Friday, November 2, 2007

Do I stay or Do I go??

Well, my cold finally backed off, but then my migraine decided to act like a spoiled brat because it hadn't gotten any attention for a week, which landed me in bed all day yesterday. Sometimes, I wonder if my migraine is actually a conscious beast that wants to control my life.

I really hate calling in sick to work with a Family Medical Leave day so earlier in the month, because I only have so many days a month to use. Deciding to call sick into work is a very complicated affair for me. It's like a bizarre calculation with varying factors and degrees of how bad do I really feel.
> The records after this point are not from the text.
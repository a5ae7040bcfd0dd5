use chrono::{DateTime, Utc};
use serde::{Deserialize, Serialize};

/// Identifier wrapper for marketplace programs.
#[derive(Debug, Clone, PartialEq, Eq, Hash, Serialize, Deserialize)]
pub struct ProgramId(pub String);

/// Identifier wrapper for member accounts.
#[derive(Debug, Clone, PartialEq, Eq, Hash, Serialize, Deserialize)]
pub struct UserId(pub String);

/// Identifier wrapper for content creators.
#[derive(Debug, Clone, PartialEq, Eq, Hash, Serialize, Deserialize)]
pub struct CreatorId(pub String);

/// Lifecycle status of a program listing.
#[derive(Debug, Clone, Copy, PartialEq, Eq, Serialize, Deserialize)]
#[serde(rename_all = "snake_case")]
pub enum ProgramStatus {
    Draft,
    Published,
    Sponsored,
    Full,
}

impl ProgramStatus {
    pub const fn label(self) -> &'static str {
        match self {
            ProgramStatus::Draft => "draft",
            ProgramStatus::Published => "published",
            ProgramStatus::Sponsored => "sponsored",
            ProgramStatus::Full => "full",
        }
    }
}

/// Program snapshot the decision logic runs against. Prices are integer minor
/// units; a price of zero means the program is free.
#[derive(Debug, Clone, PartialEq, Eq, Serialize, Deserialize)]
pub struct Program {
    pub id: ProgramId,
    pub title: String,
    pub creator: CreatorId,
    pub price: u32,
    pub currency: String,
    pub capacity: Option<u32>,
    pub current_participants: u32,
    pub published: bool,
    pub status: ProgramStatus,
    pub sponsor_name: Option<String>,
}

impl Program {
    pub fn is_free(&self) -> bool {
        self.price == 0
    }

    /// Whether the listing is visible for enrollment at all.
    pub fn is_open_for_enrollment(&self) -> bool {
        self.published
            || matches!(
                self.status,
                ProgramStatus::Published | ProgramStatus::Sponsored
            )
    }

    /// Capacity check against the current participant count.
    pub fn has_free_seat(&self) -> bool {
        if self.status == ProgramStatus::Full {
            return false;
        }
        match self.capacity {
            Some(capacity) => self.current_participants < capacity,
            None => true,
        }
    }
}

/// How an enrollment was granted.
#[derive(Debug, Clone, Copy, PartialEq, Eq, Serialize, Deserialize)]
#[serde(rename_all = "snake_case")]
pub enum AccessType {
    Free,
    Paid,
    Sponsored,
}

impl AccessType {
    pub const fn label(self) -> &'static str {
        match self {
            AccessType::Free => "free",
            AccessType::Paid => "paid",
            AccessType::Sponsored => "sponsored",
        }
    }
}

/// One member's access to one program. The (program, member) pair is unique
/// for the lifetime of the store; records are created once and never mutated.
#[derive(Debug, Clone, PartialEq, Eq, Serialize, Deserialize)]
pub struct EnrollmentRecord {
    pub program_id: ProgramId,
    pub user_id: UserId,
    pub access: AccessType,
    pub amount_paid: u32,
    pub enrolled_at: DateTime<Utc>,
}

/// Payment/sponsorship treatment attached to an enrollment decision.
#[derive(Debug, Clone, PartialEq, Eq, Serialize)]
#[serde(tag = "type", rename_all = "snake_case")]
pub enum Treatment {
    Free,
    Paid { price: u32 },
    Sponsored { sponsor: String, member_owes: u32 },
    Full,
    Unavailable,
    Open,
}

impl Treatment {
    pub const fn label(&self) -> &'static str {
        match self {
            Treatment::Free => "free",
            Treatment::Paid { .. } => "paid",
            Treatment::Sponsored { .. } => "sponsored",
            Treatment::Full => "full",
            Treatment::Unavailable => "unavailable",
            Treatment::Open => "open",
        }
    }
}

/// Outcome of the eligibility + treatment check for one (program, member).
#[derive(Debug, Clone, PartialEq, Serialize)]
pub struct EnrollmentDecision {
    pub allowed: bool,
    pub treatment: Treatment,
    pub reason: &'static str,
}

impl EnrollmentDecision {
    pub(crate) fn eligible(treatment: Treatment) -> Self {
        Self {
            allowed: true,
            treatment,
            reason: "ok",
        }
    }

    pub(crate) fn blocked(treatment: Treatment, reason: &'static str) -> Self {
        Self {
            allowed: false,
            treatment,
            reason,
        }
    }
}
I have to ask myself all sorts of questions when think I may need to stay home. Like how badly do I react to the light? If I screech like a vampire, it usually means I'm staying home. How many times have I thrown up? Once or twice can't really be a factor, because I throw up a lot. Can I even move my head without the room spinning around? If I take my migraine drugs now, lay back down and wait an hour, will I feel good enough to go to work? Can I actually visualize myself driving to work, getting out of my car, walking into my building, booting up my computer and taking fifty phone calls while acting like a happy camper to the clients.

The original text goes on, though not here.